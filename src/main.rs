//! CLI for tex2bib - build a BibTeX file from the ADS bibcodes cited in LaTeX documents.

use std::env;
use std::fmt;
use std::path::PathBuf;
use std::process;

use clap::Parser;
use tracing_subscriber::EnvFilter;

use tex2bib::config::{self, ConfigError, Settings, TOKEN_ENV};
use tex2bib::{AdsClient, FetchError, Pipeline, PipelineError, RunReport};

// ---------------------------------------------------------------------------
// CLI definition
// ---------------------------------------------------------------------------

/// Extracts bibcodes from TEXFILE(s), queries them on ADS, and creates a bib file
#[derive(Parser)]
#[command(name = "tex2bib")]
#[command(version)]
#[command(after_help = "\
Examples:
  tex2bib paper.tex
  tex2bib intro.tex results.tex -b paper.bib
  tex2bib paper.tex --token $ADS_API_TOKEN --ampersand

The token defaults to $ADS_API_TOKEN, then to `token` in the config file.")]
struct Cli {
    /// LaTeX input file(s)
    #[arg(required = true, value_name = "TEXFILE")]
    inputs: Vec<PathBuf>,

    /// ADS API token
    #[arg(short, long)]
    token: Option<String>,

    /// Output bib file [default: references.bib]
    #[arg(short, long, value_name = "BIBFILE")]
    bibfile: Option<PathBuf>,

    /// Remove ampersands from bibcodes before querying
    #[arg(short, long, visible_alias = "no-amp")]
    ampersand: bool,

    /// Show the ADS queries
    #[arg(short, long)]
    verbose: bool,

    /// Config file (default: <config dir>/tex2bib/config.toml and ./.tex2bib.toml)
    #[arg(short, long, value_name = "PATH")]
    config: Option<PathBuf>,
}

// ---------------------------------------------------------------------------
// AppError — semantic exit codes
// ---------------------------------------------------------------------------

enum AppError {
    /// Exit 10 — input file not found / unreadable
    InputFile(String),
    /// Exit 11 — no ADS token available
    Credential(String),
    /// Exit 12 — token rejected by the service
    Auth(String),
    /// Exit 12 — network failure or service error
    Service(String),
    /// Exit 13 — cannot write the bib file
    OutputFile(String),
    /// Exit 14 — config file unreadable / invalid
    Config(String),
}

impl AppError {
    fn exit_code(&self) -> i32 {
        match self {
            AppError::InputFile(_) => 10,
            AppError::Credential(_) => 11,
            AppError::Auth(_) | AppError::Service(_) => 12,
            AppError::OutputFile(_) => 13,
            AppError::Config(_) => 14,
        }
    }
}

impl fmt::Display for AppError {
    fn fmt(&self, f: &mut fmt::Formatter<'_>) -> fmt::Result {
        match self {
            AppError::InputFile(msg) => {
                write!(f, "{}\n  hint: verify the file path is correct", msg)
            }
            AppError::Credential(msg) => {
                let location = config::config_path()
                    .map(|p| p.display().to_string())
                    .unwrap_or_else(|| config::LOCAL_CONFIG.to_string());
                write!(
                    f,
                    "{}\n  hint: pass --token, set {}, or add `token = \"...\"` to {}",
                    msg, TOKEN_ENV, location
                )
            }
            AppError::Auth(msg) => {
                write!(
                    f,
                    "{}\n  hint: check that the ADS token is valid; no bib file was written",
                    msg
                )
            }
            AppError::Service(msg) => {
                write!(
                    f,
                    "{}\n  hint: check your network connection and the configured endpoint; no bib file was written",
                    msg
                )
            }
            AppError::OutputFile(msg) => {
                write!(
                    f,
                    "{}\n  hint: check that the output directory exists and is writable",
                    msg
                )
            }
            AppError::Config(msg) => {
                write!(f, "{}", msg)
            }
        }
    }
}

impl From<ConfigError> for AppError {
    fn from(e: ConfigError) -> Self {
        match e {
            ConfigError::MissingToken => AppError::Credential(e.to_string()),
            _ => AppError::Config(e.to_string()),
        }
    }
}

/// Maps a PipelineError to an AppError using type-safe matching.
fn map_pipeline_error(e: PipelineError) -> AppError {
    match e {
        PipelineError::Input(_) => AppError::InputFile(e.to_string()),
        PipelineError::Fetch {
            source: FetchError::Unauthorized(_),
            ..
        } => AppError::Auth(e.to_string()),
        PipelineError::Fetch { .. } => AppError::Service(e.to_string()),
        PipelineError::Write(_) => AppError::OutputFile(e.to_string()),
    }
}

// ---------------------------------------------------------------------------
// Entry point
// ---------------------------------------------------------------------------

fn main() {
    if let Err(e) = run() {
        eprintln!("Error: {}", e);
        process::exit(e.exit_code());
    }
}

fn init_tracing(verbose: bool) {
    let default = if verbose { "tex2bib=debug" } else { "tex2bib=info" };
    let filter = EnvFilter::try_from_default_env().unwrap_or_else(|_| EnvFilter::new(default));

    tracing_subscriber::fmt()
        .with_env_filter(filter)
        .with_writer(std::io::stderr)
        .with_target(false)
        .init();
}

fn run() -> Result<(), AppError> {
    let cli = Cli::parse();
    init_tracing(cli.verbose);

    // 1. Load configuration (explicit file or platform + working directory)
    let file = match &cli.config {
        Some(path) => config::load_explicit(path)?,
        None => config::load_default()?,
    };

    // 2. Apply command-line overrides
    let mut settings = Settings::from_file(file).with_token(cli.token, env::var(TOKEN_ENV).ok());
    if let Some(bibfile) = cli.bibfile {
        settings.bibfile = bibfile;
    }
    settings.strip_ampersands = cli.ampersand;

    // 3. A token is required before anything touches the network
    let token = settings.require_token()?;
    let client = AdsClient::new(&settings.endpoint, token, settings.timeout)
        .map_err(|e| AppError::Service(e.to_string()))?;

    // 4. Extract, query, write
    let report = Pipeline::new(&settings, &client)
        .run(&cli.inputs)
        .map_err(map_pipeline_error)?;

    print_report(&report);
    Ok(())
}

/// Prints the final summary and any unresolved bibcodes.
fn print_report(report: &RunReport) {
    eprintln!(
        "{} reference(s) written to {}.",
        report.written,
        report.output.display()
    );

    if !report.all_resolved() {
        eprintln!(
            "warning: {} reference(s) could not be found on ADS:",
            report.missing.len()
        );
        for key in &report.missing {
            eprintln!("  {}", key);
        }
    }
}
//! BibTeX rendering and output.
//!
//! Records are rendered in the order given, one `@type{key, ...}` entry per
//! record. The whole document is built in memory and then written to a
//! temporary file next to the destination, which is renamed into place.
//! Values coming from the service are escaped so every entry stays
//! brace-balanced.

use std::fs;
use std::io::Write;
use std::path::{Path, PathBuf};

use tempfile::Builder;
use thiserror::Error;
use tracing::debug;

use crate::record::BibliographicRecord;

/// Note attached to every entry, as in the ADS BibTeX export.
pub const ADS_NOTE: &str = "Provided by the SAO/NASA Astrophysics Data System";

/// Abstract page of a bibcode.
pub const ADS_ABS_URL: &str = "https://ui.adsabs.harvard.edu/abs/";

const MONTHS: [&str; 12] = [
    "jan", "feb", "mar", "apr", "may", "jun", "jul", "aug", "sep", "oct", "nov", "dec",
];

/// Errors that can occur when writing the bibliography.
#[derive(Error, Debug)]
pub enum WriteError {
    #[error("cannot write '{path}': {source}")]
    Io {
        path: PathBuf,
        #[source]
        source: std::io::Error,
    },
}

/// BibTeX entry types produced by the writer.
#[derive(Debug, Clone, Copy, PartialEq, Eq)]
pub enum EntryType {
    Article,
    InProceedings,
    Proceedings,
    Book,
    InCollection,
    PhdThesis,
    MastersThesis,
    TechReport,
    Misc,
}

impl EntryType {
    /// Maps an ADS `doctype` to a BibTeX entry type, defaulting to `misc`.
    pub fn from_doctype(doctype: Option<&str>) -> Self {
        match doctype.map(str::to_ascii_lowercase).as_deref() {
            Some("article") | Some("eprint") => EntryType::Article,
            Some("inproceedings") | Some("abstract") => EntryType::InProceedings,
            Some("proceedings") => EntryType::Proceedings,
            Some("book") => EntryType::Book,
            Some("inbook") => EntryType::InCollection,
            Some("phdthesis") => EntryType::PhdThesis,
            Some("mastersthesis") => EntryType::MastersThesis,
            Some("techreport") => EntryType::TechReport,
            _ => EntryType::Misc,
        }
    }

    pub fn as_str(&self) -> &'static str {
        match self {
            EntryType::Article => "article",
            EntryType::InProceedings => "inproceedings",
            EntryType::Proceedings => "proceedings",
            EntryType::Book => "book",
            EntryType::InCollection => "incollection",
            EntryType::PhdThesis => "phdthesis",
            EntryType::MastersThesis => "mastersthesis",
            EntryType::TechReport => "techreport",
            EntryType::Misc => "misc",
        }
    }

    /// BibTeX field that holds the publication venue (ADS `pub`).
    fn venue_field(&self) -> &'static str {
        match self {
            EntryType::Article => "journal",
            EntryType::InProceedings | EntryType::InCollection => "booktitle",
            EntryType::PhdThesis | EntryType::MastersThesis => "school",
            EntryType::TechReport => "institution",
            EntryType::Proceedings | EntryType::Book | EntryType::Misc => "howpublished",
        }
    }
}

/// Makes a service value safe inside a braced BibTeX field.
///
/// HTML entities are decoded, bare `&`, `%` and `#` outside `$...$` are
/// escaped, and unmatched braces are dropped. Existing LaTeX markup such as
/// `{\"o}` or `\&` is kept as is.
pub fn escape_bibtex(value: &str) -> String {
    let decoded = value
        .replace("&lt;", "<")
        .replace("&gt;", ">")
        .replace("&amp;", "&");
    escape_specials(&balance_braces(&decoded))
}

/// Drops every `{` or `}` without a partner, together with a backslash
/// directly before it. BibTeX counts braces without regard to escapes.
fn balance_braces(value: &str) -> String {
    let chars: Vec<char> = value.chars().collect();
    let mut keep = vec![true; chars.len()];
    let mut open = Vec::new();

    for (i, &c) in chars.iter().enumerate() {
        match c {
            '{' => open.push(i),
            '}' if open.pop().is_none() => keep[i] = false,
            _ => {}
        }
    }
    for i in open {
        keep[i] = false;
    }
    for i in 1..chars.len() {
        if !keep[i] && chars[i - 1] == '\\' {
            keep[i - 1] = false;
        }
    }

    chars
        .iter()
        .zip(keep)
        .filter_map(|(&c, kept)| kept.then_some(c))
        .collect()
}

fn escape_specials(value: &str) -> String {
    let mut out = String::with_capacity(value.len());
    let mut escaped = false;
    let mut math = false;

    for c in value.chars() {
        if escaped {
            escaped = false;
            out.push(c);
            continue;
        }
        match c {
            '\\' => escaped = true,
            '$' => math = !math,
            '&' | '%' | '#' if !math => out.push('\\'),
            _ => {}
        }
        out.push(c);
    }
    // A trailing backslash would swallow the closing brace
    if escaped {
        out.pop();
    }

    out
}

/// Formats one ADS author (`Family, Given`) with the family name braced.
fn format_author(author: &str) -> String {
    let author = escape_bibtex(author.trim());
    let author = author.as_str();
    match author.split_once(',') {
        Some((family, given)) => format!("{{{}}}, {}", family.trim(), given.trim())
            .trim_end_matches([',', ' '])
            .to_string(),
        None => format!("{{{}}}", author),
    }
}

fn format_people(record: &BibliographicRecord, field: &str) -> Option<String> {
    let people: Vec<String> = record
        .get(field)?
        .to_list()
        .iter()
        .filter(|p| !p.trim().is_empty())
        .map(|p| format_author(p))
        .collect();
    if people.is_empty() {
        None
    } else {
        Some(people.join(" and "))
    }
}

/// Three-letter month macro from an ADS `pubdate` such as `1998-06-00`.
fn month_from_pubdate(pubdate: &str) -> Option<&'static str> {
    let month: usize = pubdate.split('-').nth(1)?.parse().ok()?;
    MONTHS.get(month.checked_sub(1)?).copied()
}

/// arXiv identifier from the ADS `identifier` list.
fn arxiv_id(record: &BibliographicRecord) -> Option<String> {
    record
        .get("identifier")?
        .to_list()
        .into_iter()
        .find_map(|id| id.strip_prefix("arXiv:").map(str::to_string))
}

/// Renders a single record as a BibTeX entry, ending with a newline.
pub fn render_entry(record: &BibliographicRecord) -> String {
    let entry_type = EntryType::from_doctype(record.text("doctype").as_deref());

    // (name, value, braced)
    let mut fields: Vec<(&str, String, bool)> = Vec::new();

    if let Some(authors) = format_people(record, "author") {
        fields.push(("author", authors, true));
    }
    if let Some(title) = record.text("title") {
        fields.push(("title", format!("{{{}}}", escape_bibtex(&title)), true));
    }
    let venue = match entry_type {
        EntryType::InProceedings | EntryType::InCollection => {
            record.text("booktitle").or_else(|| record.text("pub"))
        }
        _ => record.text("pub"),
    };
    if let Some(venue) = venue {
        fields.push((entry_type.venue_field(), escape_bibtex(&venue), true));
    }
    if let Some(year) = record.text("year") {
        fields.push(("year", year, false));
    }
    if let Some(month) = record.text("pubdate").as_deref().and_then(month_from_pubdate) {
        fields.push(("month", month.to_string(), false));
    }
    for (source, target) in [("volume", "volume"), ("issue", "number"), ("page", "pages")] {
        if let Some(value) = record.text(source) {
            fields.push((target, escape_bibtex(&value), true));
        }
    }
    if let Some(editors) = format_people(record, "editor") {
        fields.push(("editor", editors, true));
    }
    if let Some(publisher) = record.text("publisher") {
        fields.push(("publisher", escape_bibtex(&publisher), true));
    }
    if let Some(doi) = record.text("doi") {
        fields.push(("doi", balance_braces(&doi), true));
    }
    if let Some(eprint) = arxiv_id(record) {
        fields.push(("archivePrefix", "arXiv".to_string(), true));
        fields.push(("eprint", balance_braces(&eprint), true));
    }
    fields.push(("adsurl", format!("{}{}", ADS_ABS_URL, record.key), true));
    fields.push(("adsnote", ADS_NOTE.to_string(), true));

    let width = fields.iter().map(|(name, _, _)| name.len()).max().unwrap_or(0);
    let body: Vec<String> = fields
        .iter()
        .map(|(name, value, braced)| {
            if *braced {
                format!("  {:>width$} = {{{}}}", name, value, width = width)
            } else {
                format!("  {:>width$} = {}", name, value, width = width)
            }
        })
        .collect();

    format!(
        "@{}{{{},\n{}\n}}\n",
        entry_type.as_str(),
        record.key,
        body.join(",\n")
    )
}

/// Renders all records, separated by blank lines.
///
/// An empty record list renders as an empty document.
pub fn render_bibliography(records: &[&BibliographicRecord]) -> String {
    records
        .iter()
        .map(|r| render_entry(r))
        .collect::<Vec<_>>()
        .join("\n")
}

/// Writes the rendered bibliography to `path`, replacing any existing file.
///
/// Returns the number of entries written. On error the destination is left
/// untouched and no temporary file remains.
pub fn write_bibliography(
    path: &Path,
    records: &[&BibliographicRecord],
) -> Result<usize, WriteError> {
    let document = render_bibliography(records);
    let io_err = |source: std::io::Error| WriteError::Io {
        path: path.to_path_buf(),
        source,
    };

    let dir = match path.parent() {
        Some(parent) if !parent.as_os_str().is_empty() => parent,
        _ => Path::new("."),
    };

    // New files get 0o666 minus the umask; an existing file keeps its mode.
    let existing = fs::metadata(path).ok().map(|m| m.permissions());
    let mut builder = Builder::new();
    builder.prefix(".tex2bib-").suffix(".bib");
    #[cfg(unix)]
    {
        use std::os::unix::fs::PermissionsExt;
        builder.permissions(fs::Permissions::from_mode(0o666));
    }

    let mut tmp = builder.tempfile_in(dir).map_err(io_err)?;
    tmp.write_all(document.as_bytes()).map_err(io_err)?;
    tmp.flush().map_err(io_err)?;
    if let Some(permissions) = existing {
        tmp.as_file().set_permissions(permissions).map_err(io_err)?;
    }

    tmp.persist(path).map_err(|e| io_err(e.error))?;
    debug!(path = %path.display(), bytes = document.len(), "bibliography written");

    Ok(records.len())
}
—————
What is needed:
Above are some records; copy each line there that contains "before".

Expected answer:
    /// Remove ampersands from bibcodes before querying
    // 3. A token is required before anything touches the network
/// directly before it. BibTeX counts braces without regard to escapes.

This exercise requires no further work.